Together with the Luxembourg Minister for Development, Cooperation and Humanitarian Affairs, Jean-Louis Schiltz, and Uganda's Minister of Relief and Disaster Preparedness, Tarsis Kabwegyere, Guterres flagged off a convoy carrying 450 refugees to Magwi County, South Sudan.

"Just as we have supported you on this side of the border [in Uganda], we will not forget you in South Sudan," the Luxembourg minister said. "I want to ask you to take up the opportunity for return." Luxembourg is UNHCR's top donor per capita, contributing US$25 per inhabitant in 2006 and 2007.

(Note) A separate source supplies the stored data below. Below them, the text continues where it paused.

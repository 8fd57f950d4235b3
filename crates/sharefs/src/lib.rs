//! sharefs - a replicated, lock-coordinated pseudo-distributed file system.
//!
//! Files are named location-transparently by a [`NamedFile`] (namespace,
//! share group, relative path). A share group is a named, ordered set of
//! storage locations (`machine:path` descriptors); the [`ReplicatedFs`]
//! engine fans every operation out sequentially over a file's group through
//! a per-location [`LocationTransport`]:
//!
//! - **LocalTransport**: all locations reachable on a shared mount; direct
//!   byte copies, OS renames, and OS advisory locks.
//! - **RemoteTransport**: locations reachable only via configured shell
//!   command templates; no locking capability.
//!
//! Completion is signaled by marker files: `put` writes data then a
//! `.completed` flag at every location, and `get` polls until the flag is
//! visible under the local database root (or a timeout elapses, which is a
//! normal `None` outcome, not an error). Replication is at-least-once and
//! non-atomic across locations: there is no rollback when a fan-out fails
//! partway. This favors the simple, single-cluster batch deployment the
//! design comes from over any general RPC mechanism.
//!
//! # Usage
//!
//! ```no_run
//! # async fn example() -> sharefs::Result<()> {
//! use std::sync::Arc;
//! use sharefs::{Config, LocalTransport, NamedFile, ReplicatedFs};
//!
//! let config = Config::new();
//! let mut fs = ReplicatedFs::open(
//!     "/tmp/dbroot",
//!     "db",
//!     &config,
//!     Arc::new(LocalTransport::new()),
//! )
//! .await?;
//!
//! // Stage locally, then publish. put() is a move.
//! let staged = fs.working_file();
//! tokio::fs::write(&staged, b"segment data").await?;
//! let file = NamedFile::new("db", "*", "segments/part-0");
//! fs.put(&file, &staged, true).await?;
//!
//! // Blocks until the completion flag is visible.
//! let local = fs.get(&file, None).await?;
//! fs.close().await?;
//! # Ok(())
//! # }
//! ```

mod config;
mod error;
mod fileops;
mod fs;
mod named_file;
mod share;
mod transport;

pub use config::{Config, POLL_INTERVAL_KEY};
pub use error::{Error, Result};
pub use fileops::{copy_recursive, remove_recursive};
pub use fs::{LOCK_FILE, ReplicatedFs, TMP_DIR_PREFIX};
pub use named_file::{COMPLETE_SUFFIX, NamedFile};
pub use share::{Location, ShareGroup, ShareSet, extract_machine, extract_path};
pub use transport::{
    CP_TEMPLATE_KEY, LocalTransport, LocationTransport, MKDIR_TEMPLATE_KEY, RM_TEMPLATE_KEY,
    RemoteTransport,
};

Many of the refugees in Madi Okollo camp sought shelter at the height of fighting between the Ugandan government and the rebel Lord's Resistance Army (LRA). Talks are currently going on in Juba to end the conflict, which lasted more than two decades.

Guterres told reporters in Kampala that he hoped pressure on UNHCR operations in Uganda would ease once there was more commitment to political engagement and reconciliation in Kenya, where recent political violence had forced civilians across the border.

"We have been visiting the Kenyan refugees and we felt there was still some anxiety among the people," he said. "Many people are afraid to go back. I want to appeal to the new government to carry out national and local engagement so that the people can return."

A political settlement to a disputed December election was reached last week in the Kenyan capital, Nairobi, but according to UNHCR, the refugees living in Mulanda, near the Uganda-Kenya border, are still cautious about returning to their homes.

"Many say they are waiting to see how the political settlement will be translated into reconciliation in the border town from where they fled," a UNHCR statement said.